Example 14:28 (2:28 pm)

In this example, the time is 14:28.

fig._1428

Here’s the explanation:

row 1:seconds are an even number, LED is off
row 2:first two LEDs are on, at least 10 AM
row 3:all LEDs are on, hours = 10 AM + 4 = 14:00
row 4:first 5 LEDs are on, at least 25 after the hour
row 5:first 3 LEDs are on, minutes = 25 + 3 = 14:28

Compare 16:57 (4:57 pm)

Compare with a view of the Berlin Quantity Didactics Clock in 2004 (after it was moved to the Europa center).

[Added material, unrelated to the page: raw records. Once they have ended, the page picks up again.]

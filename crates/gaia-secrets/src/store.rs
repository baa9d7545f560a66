//! The typed secret store.
//!
//! Layers envelope encryption and the namespace authorization rule over the
//! storage engine. Every method validates identifiers before touching the
//! database; every value on disk is individually encrypted with a fresh
//! nonce under the caller-supplied master key.

use std::collections::BTreeMap;
use std::collections::BTreeSet;
use std::sync::Arc;

use chrono::SecondsFormat;
use chrono::Utc;
use gaia_core::GaiaError;
use gaia_core::Result;
use gaia_core::constants::COMMON_CLIENT;
use gaia_core::constants::KEY_HASH_KEY;
use gaia_core::constants::MASTER_KEY_LEN;
use gaia_core::constants::SALT_KEY;
use gaia_core::validate_name;
use gaia_db::StoreDb;
use tracing::error;
use tracing::info;
use tracing::warn;

use crate::keys::client_prefix;
use crate::keys::compose_key;
use crate::keys::display_key;
use crate::keys::split_key;

/// A registered client.
#[derive(Debug, Clone, PartialEq, Eq)]
pub struct ClientRecord {
    /// The client name, as bound to its certificate CN.
    pub name: String,
    /// RFC-3339 UTC registration timestamp.
    pub created_at: String,
}

/// One item of a bulk import.
#[derive(Debug, Clone)]
pub struct ImportItem {
    /// Owning client.
    pub client: String,
    /// Namespace under the client.
    pub namespace: String,
    /// Secret id.
    pub id: String,
    /// Plaintext value.
    pub value: String,
}

/// Typed API over the `secrets` and `clients` buckets.
pub struct SecretStore {
    db: Arc<StoreDb>,
}

impl SecretStore {
    /// Wrap an open database handle.
    pub fn new(db: Arc<StoreDb>) -> Self {
        Self { db }
    }

    // ========================================================================
    // Store metadata
    // ========================================================================

    /// Write the KDF salt and master-key hash. These are written exactly
    /// once, at init; a second call fails.
    pub fn init_metadata(&self, salt: &[u8], key_hash: &[u8]) -> Result<()> {
        self.db.with_write(|w| {
            if w.get_secret(SALT_KEY.as_bytes())?.is_some() {
                return Err(GaiaError::AlreadyInitialized {
                    path: self.db.path().display().to_string(),
                });
            }
            w.put_secret(SALT_KEY.as_bytes(), salt)?;
            w.put_secret(KEY_HASH_KEY.as_bytes(), key_hash)?;
            Ok(())
        })
    }

    /// Read back `(salt, key_hash)`. Fails with `NotInitialized` when the
    /// reserved keys are absent.
    pub fn read_metadata(&self) -> Result<(Vec<u8>, Vec<u8>)> {
        self.db.with_read(|r| {
            let salt = r.get_secret(SALT_KEY.as_bytes())?.ok_or(GaiaError::NotInitialized)?;
            let key_hash = r.get_secret(KEY_HASH_KEY.as_bytes())?.ok_or(GaiaError::NotInitialized)?;
            Ok((salt, key_hash))
        })
    }

    // ========================================================================
    // Client registry
    // ========================================================================

    /// Register a client, or refresh its timestamp if already present.
    pub fn register_client(&self, name: &str) -> Result<()> {
        validate_name(name)?;
        self.db.put_client(name, &now_rfc3339())?;
        info!(client_name = %name, "client registered");
        Ok(())
    }

    /// Whether a client is present in the registry.
    pub fn client_exists(&self, name: &str) -> Result<bool> {
        Ok(self.db.get_client(name)?.is_some())
    }

    /// All registered clients in name order.
    pub fn list_clients(&self) -> Result<Vec<ClientRecord>> {
        let clients = self.db.list_clients()?;
        Ok(clients
            .into_iter()
            .map(|(name, created_at)| ClientRecord { name, created_at })
            .collect())
    }

    /// Remove a client registration and every secret under its prefix, in
    /// one transaction.
    pub fn revoke_client(&self, name: &str) -> Result<()> {
        validate_name(name)?;
        let prefix = client_prefix(name);
        let removed = self.db.with_write(|w| {
            w.delete_client(name)?;
            let keys = w.scan_secret_keys(&prefix)?;
            for key in &keys {
                w.delete_secret(key)?;
            }
            Ok::<_, GaiaError>(keys.len())
        })?;
        info!(client_name = %name, secrets_removed = removed, "client revoked");
        Ok(())
    }

    // ========================================================================
    // Secrets
    // ========================================================================

    /// Encrypt and store a secret. Overwrite is unconditional.
    ///
    /// The owning client must already be registered, and the reserved
    /// `common` client only accepts the `common` namespace.
    pub fn put_secret(&self, key: &[u8; MASTER_KEY_LEN], client: &str, namespace: &str, id: &str, value: &str) -> Result<()> {
        validate_name(client)?;
        validate_name(namespace)?;
        validate_name(id)?;
        if client == COMMON_CLIENT && namespace != COMMON_CLIENT {
            return Err(GaiaError::IdentifierInvalid {
                name: namespace.to_string(),
                reason: format!("client '{COMMON_CLIENT}' only accepts the '{COMMON_CLIENT}' namespace"),
            });
        }
        if !self.client_exists(client)? {
            return Err(GaiaError::IdentifierInvalid {
                name: client.to_string(),
                reason: "client is not registered".to_string(),
            });
        }

        let envelope = gaia_crypto::encrypt(key, value.as_bytes())?;
        self.db.put_secret(&compose_key(client, namespace, id), envelope.as_bytes())?;

        info!(client_name = %client, namespace = %namespace, id = %id, "secret added");
        Ok(())
    }

    /// Fetch and decrypt a secret on behalf of `caller`.
    ///
    /// Authorization precedes lookup: the namespace must be `common` or the
    /// caller's own name. Secrets in the common namespace are stored under
    /// the literal `common` client component.
    pub fn get_secret(&self, key: &[u8; MASTER_KEY_LEN], caller: &str, namespace: &str, id: &str) -> Result<String> {
        if namespace != COMMON_CLIENT && namespace != caller {
            return Err(GaiaError::Unauthorized);
        }
        let lookup_client = if namespace == COMMON_CLIENT { COMMON_CLIENT } else { caller };

        let stored = self
            .db
            .get_secret(&compose_key(lookup_client, namespace, id))?
            .ok_or(GaiaError::NotFound)?;

        let envelope = String::from_utf8(stored).map_err(|_| GaiaError::Integrity {
            reason: "stored envelope is not valid UTF-8".to_string(),
        })?;
        let plaintext = gaia_crypto::decrypt(key, &envelope).inspect_err(|_| {
            error!(client_name = %caller, namespace = %namespace, id = %id, "secret failed to decrypt");
        })?;
        let value = String::from_utf8(plaintext).map_err(|_| GaiaError::Integrity {
            reason: "decrypted value is not valid UTF-8".to_string(),
        })?;

        info!(client_name = %caller, namespace = %namespace, id = %id, "secret accessed");
        Ok(value)
    }

    /// Remove a secret. Absence is not an error.
    pub fn delete_secret(&self, client: &str, namespace: &str, id: &str) -> Result<()> {
        validate_name(client)?;
        validate_name(namespace)?;
        validate_name(id)?;
        self.db.delete_secret(&compose_key(client, namespace, id))?;
        info!(client_name = %client, namespace = %namespace, id = %id, "secret deleted");
        Ok(())
    }

    /// Decrypt every secret under a client as `namespace -> id -> value`.
    ///
    /// Entries that fail to decrypt are logged and skipped so one corrupted
    /// record cannot deny the rest of the listing.
    pub fn list_secrets(
        &self,
        key: &[u8; MASTER_KEY_LEN],
        client: &str,
    ) -> Result<BTreeMap<String, BTreeMap<String, String>>> {
        validate_name(client)?;

        let mut all: BTreeMap<String, BTreeMap<String, String>> = BTreeMap::new();
        for (stored_key, stored_value) in self.db.scan_secrets(&client_prefix(client))? {
            let Some((_, namespace, id)) = split_key(&stored_key) else {
                continue;
            };
            let Ok(envelope) = String::from_utf8(stored_value) else {
                warn!(namespace = %namespace, id = %id, "skipping entry with malformed envelope");
                continue;
            };
            match gaia_crypto::decrypt(key, &envelope) {
                Ok(plaintext) => {
                    let value = String::from_utf8_lossy(&plaintext).into_owned();
                    all.entry(namespace).or_default().insert(id, value);
                }
                Err(err) => {
                    warn!(namespace = %namespace, id = %id, error = %err, "failed to decrypt secret, skipping");
                }
            }
        }
        Ok(all)
    }

    /// The distinct namespaces observed under a client prefix, sorted.
    pub fn list_namespaces(&self, client: &str) -> Result<Vec<String>> {
        validate_name(client)?;

        let mut namespaces = BTreeSet::new();
        for (stored_key, _) in self.db.scan_secrets(&client_prefix(client))? {
            if let Some((_, namespace, _)) = split_key(&stored_key) {
                namespaces.insert(namespace);
            }
        }
        Ok(namespaces.into_iter().collect())
    }

    /// Bulk import in a single transaction.
    ///
    /// With `overwrite` off, the first collision fails the whole batch with
    /// `Conflict`; any validation, encryption, or storage error rolls every
    /// item back. Returns the number of secrets written.
    pub fn import_secrets(&self, key: &[u8; MASTER_KEY_LEN], items: &[ImportItem], overwrite: bool) -> Result<usize> {
        let imported = self.db.with_write(|w| {
            let mut count = 0usize;
            for item in items {
                validate_name(&item.client)?;
                validate_name(&item.namespace)?;
                validate_name(&item.id)?;
                if item.client == COMMON_CLIENT && item.namespace != COMMON_CLIENT {
                    return Err(GaiaError::IdentifierInvalid {
                        name: item.namespace.clone(),
                        reason: format!("client '{COMMON_CLIENT}' only accepts the '{COMMON_CLIENT}' namespace"),
                    });
                }
                if w.get_client(&item.client)?.is_none() {
                    return Err(GaiaError::IdentifierInvalid {
                        name: item.client.clone(),
                        reason: "client is not registered".to_string(),
                    });
                }

                let stored_key = compose_key(&item.client, &item.namespace, &item.id);
                if !overwrite && w.get_secret(&stored_key)?.is_some() {
                    return Err(GaiaError::Conflict {
                        key: display_key(&item.client, &item.namespace, &item.id),
                    });
                }

                let envelope = gaia_crypto::encrypt(key, item.value.as_bytes())?;
                w.put_secret(&stored_key, envelope.as_bytes())?;
                count += 1;
            }
            Ok(count)
        })?;

        info!(count = imported, "bulk secrets imported");
        Ok(imported)
    }
}

fn now_rfc3339() -> String {
    Utc::now().to_rfc3339_opts(SecondsFormat::Secs, true)
}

The time on the clock shown is 16:57 (4:57 pm).

fig.blnuhr-orig2004

blnuhr Package: Source Code Documentation

Source code documentation for blnuhr.

main Module

class blnuhr.main.Clock_blnuhr(parent=None)[source]

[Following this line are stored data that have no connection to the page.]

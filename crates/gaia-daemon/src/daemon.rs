//! The daemon lifecycle state machine.
//!
//! Four states: uninitialized, locked, unlocked, stopped. The master key
//! and the CA private key exist in process memory only while unlocked; both
//! are dropped (and the key zeroized) on lock, stop, and listener teardown.
//!
//! One `RwLock` guards the whole mutable state. Lifecycle transitions take
//! the write guard; operational reads take the read guard, so every request
//! observes a consistent `(status, key)` pair for its duration.

use std::collections::BTreeMap;
use std::sync::Arc;
use std::time::Duration;

use gaia_core::DaemonStatus;
use gaia_core::GaiaError;
use gaia_core::Result;
use gaia_core::constants::COMMON_CLIENT;
use gaia_core::constants::DB_LOCK_TIMEOUT;
use gaia_core::constants::MASTER_KEY_LEN;
use gaia_core::constants::MAX_CONCURRENT_STREAMS;
use gaia_core::constants::MIN_CLIENT_KEEPALIVE_SECS;
use gaia_core::validate_name;
use gaia_crypto::MasterKey;
use gaia_db::StoreDb;
use gaia_pki::CertificateAuthority;
use gaia_proto::GaiaAdminServer;
use gaia_proto::GaiaClientServer;
use gaia_secrets::ClientRecord;
use gaia_secrets::ImportItem;
use gaia_secrets::SecretStore;
use tokio::sync::Notify;
use tokio::sync::RwLock;
use tonic::transport::Certificate;
use tonic::transport::Identity;
use tonic::transport::Server;
use tonic::transport::ServerTlsConfig;
use tracing::error;
use tracing::info;

use crate::config::DaemonConfig;
use crate::service::AdminService;
use crate::service::ClientService;
use crate::service::max_message_size;

struct DaemonState {
    status: DaemonStatus,
    master_key: Option<MasterKey>,
    ca: Option<CertificateAuthority>,
    db: Option<Arc<StoreDb>>,
}

impl DaemonState {
    /// The key and database handle, available only while unlocked.
    fn unlocked(&self) -> Result<(&[u8; MASTER_KEY_LEN], Arc<StoreDb>)> {
        if self.status != DaemonStatus::Unlocked {
            return Err(GaiaError::DaemonLocked);
        }
        let key = self.master_key.as_deref().ok_or(GaiaError::DaemonLocked)?;
        let db = self.db.clone().ok_or(GaiaError::DaemonLocked)?;
        Ok((key, db))
    }
}

/// The Gaia daemon.
pub struct Daemon {
    config: DaemonConfig,
    state: RwLock<DaemonState>,
    shutdown: Notify,
}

Bases: PyQt4.QtGui.QWidget

create a widget for the clock and start it running

start()[source]

begin the periodic update of the clock

update(t=None)[source]

manage a periodic update of the clock

Show the time as a string on the seconds LED as a tool tip

blnuhr.main.main()[source]

entry point to run standalone

resources Module

(internal) support for items in resources folder, such as forms defined in .ui files

blnuhr.resources.get_forms_path()[source]

identify our resources directory

blnuhr.resources.loadUi(ui_file, baseinstance=None, **kw)[source]

load a .ui file for use in building a GUI

Wraps uic.loadUi() with code that finds our program’s resources directory.

See:http://nullege.com/codes/search/PyQt4.uic.loadUi
See:http://bitesofcode.blogspot.ca/2011/10/comparison-of-loading-techniques.html

inspired by: http://stackoverflow.com/questions/14892713/how-do-you-load-ui-files-onto-python-classes-with-pyside?lq=1

Basic Procedure

  1. Use Qt Designer to create a .ui file.
  2. Create a python class of the same type as the widget you created in the .ui file.
  3. When initializing the python class, use uic to dynamically load the .ui file onto the class.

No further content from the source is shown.